(Data entries)
○ ○ ○ ○

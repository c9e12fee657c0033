//! Isolated execution of learner programs.
//!
//! One worker per session code: a child process running the generated program
//! plus a small HTTP/WebSocket listener on a port taken from a reserved range.
//! [`SandboxOrchestrator`] owns the workers; output reaches the session through
//! a [`LogBuffer`] and the injected [`SandboxSink`].

pub mod error;
pub mod events;
pub mod listener;
pub mod log_buffer;
pub mod orchestrator;
pub mod ports;
pub mod routes;
pub mod worker;

pub use error::SandboxError;
pub use events::WorkerEvent;
pub use log_buffer::{LogBuffer, SandboxSink};
pub use orchestrator::{SandboxControl, SandboxOrchestrator};
pub use ports::{PortAllocator, PortLease};
pub use routes::RouteTable;
pub use worker::WorkerConfig;
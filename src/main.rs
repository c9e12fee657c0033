use std::path::PathBuf;
use std::sync::Arc;
use std::time::Duration;

use anyhow::Context;
use clap::{Parser, Subcommand};

use tutoria_core::{CodeGenerator, SessionRecord, Tutor};
use tutoria_llm::{HttpCodeGenerator, HttpTutor, UnconfiguredCodeGenerator, UnconfiguredTutor};
use tutoria_server::{reconcile_sessions, AppState, ServerConfig};
use tutoria_settings::TutoriaSettings;
use tutoria_store::{Database, MemorySessionStore, SessionStore, SqliteSessionStore};
use tutoria_telemetry::TelemetryConfig;

#[derive(Parser)]
#[command(name = "tutoria", about = "Session server for the block-programming tutor")]
struct Cli {
    /// Settings file. Defaults to ~/.tutoria/settings.json.
    #[arg(long, global = true)]
    config: Option<PathBuf>,

    #[command(subcommand)]
    command: Command,
}

#[derive(Subcommand)]
enum Command {
    /// Run the session server.
    Serve {
        #[arg(long)]
        port: Option<u16>,
        /// Keep sessions in memory only.
        #[arg(long)]
        in_memory: bool,
    },
    /// Create a session record so a learner can connect with it.
    Issue {
        #[arg(long)]
        code: String,
        /// Owner identity. A fresh one is generated when omitted.
        #[arg(long)]
        identity: Option<String>,
        #[arg(long, default_value = "en")]
        language: String,
    },
}

#[tokio::main]
async fn main() -> anyhow::Result<()> {
    let cli = Cli::parse();
    let mut settings = match &cli.config {
        Some(path) => tutoria_settings::load_settings_from_path(path),
        None => tutoria_settings::load_settings(),
    }
    .context("failed to load settings")?;

    match cli.command {
        Command::Serve { port, in_memory } => {
            if let Some(port) = port {
                settings.server.port = port;
            }
            settings.store.in_memory |= in_memory;
            serve(settings).await
        }
        Command::Issue {
            code,
            identity,
            language,
        } => issue(&settings, code, identity, language).await,
    }
}

async fn serve(settings: TutoriaSettings) -> anyhow::Result<()> {
    let telemetry = tutoria_telemetry::init_telemetry(TelemetryConfig {
        log_level: settings.logging.level.clone(),
        module_levels: settings.logging.module_levels.clone().into_iter().collect(),
        json: settings.logging.json,
        metrics_enabled: true,
    });

    tracing::info!("Starting Tutoria server");

    let store = open_store(&settings)?;
    let state = AppState::assemble(&settings, Arc::clone(&store), tutor(&settings), codegen(&settings))
        .context("failed to set up sandbox orchestrator")?
        .with_metrics(telemetry.metrics().cloned());

    let reconciled = reconcile_sessions(store.as_ref(), state.sandbox().as_ref())
        .await
        .context("failed to reconcile stored sessions")?;
    tracing::info!(reconciled, "stored sessions reconciled");

    let sandbox = Arc::clone(state.sandbox());
    let handle = tutoria_server::start(ServerConfig::from(&settings), state)
        .await
        .context("failed to start server")?;
    tracing::info!(port = handle.port(), "Tutoria server ready");

    tokio::signal::ctrl_c()
        .await
        .context("failed to listen for ctrl+c")?;

    tracing::info!("Shutting down");
    handle.shutdown().await;
    sandbox.shutdown().await;
    Ok(())
}

async fn issue(
    settings: &TutoriaSettings,
    code: String,
    identity: Option<String>,
    language: String,
) -> anyhow::Result<()> {
    let identity = identity.unwrap_or_else(|| uuid::Uuid::now_v7().to_string());
    let record = SessionRecord::new(code, identity, language);
    let store = open_store(settings)?;
    store
        .insert_new(&record)
        .await
        .with_context(|| format!("failed to issue session {}", record.code))?;

    let issued = serde_json::json!({ "code": record.code, "uuid": record.owner_identity });
    println!("{issued}");
    Ok(())
}

fn open_store(settings: &TutoriaSettings) -> anyhow::Result<Arc<dyn SessionStore>> {
    if settings.store.in_memory {
        return Ok(Arc::new(MemorySessionStore::new()));
    }
    let path = settings.store.resolved_path();
    let db = Database::open(&path).with_context(|| format!("failed to open {}", path.display()))?;
    Ok(Arc::new(SqliteSessionStore::new(db)))
}

fn tutor(settings: &TutoriaSettings) -> Arc<dyn Tutor> {
    match &settings.tutor.endpoint {
        Some(endpoint) => Arc::new(HttpTutor::new(
            endpoint.clone(),
            Duration::from_millis(settings.tutor.timeout_ms),
        )),
        None => {
            tracing::warn!("no tutor endpoint configured; tutor requests will fail");
            Arc::new(UnconfiguredTutor)
        }
    }
}

fn codegen(settings: &TutoriaSettings) -> Arc<dyn CodeGenerator> {
    match &settings.codegen.endpoint {
        Some(endpoint) => Arc::new(HttpCodeGenerator::new(
            endpoint.clone(),
            Duration::from_millis(settings.codegen.timeout_ms),
        )),
        None => {
            tracing::warn!("no code generator endpoint configured; sandbox starts will fail");
            Arc::new(UnconfiguredCodeGenerator)
        }
    }
}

○ ○ ○ ○

### Instructions for the task
Go through the records and show every line with the string "Option" in it.

### Problem solution
    config: Option<PathBuf>,
        port: Option<u16>,
        identity: Option<String>,
    identity: Option<String>,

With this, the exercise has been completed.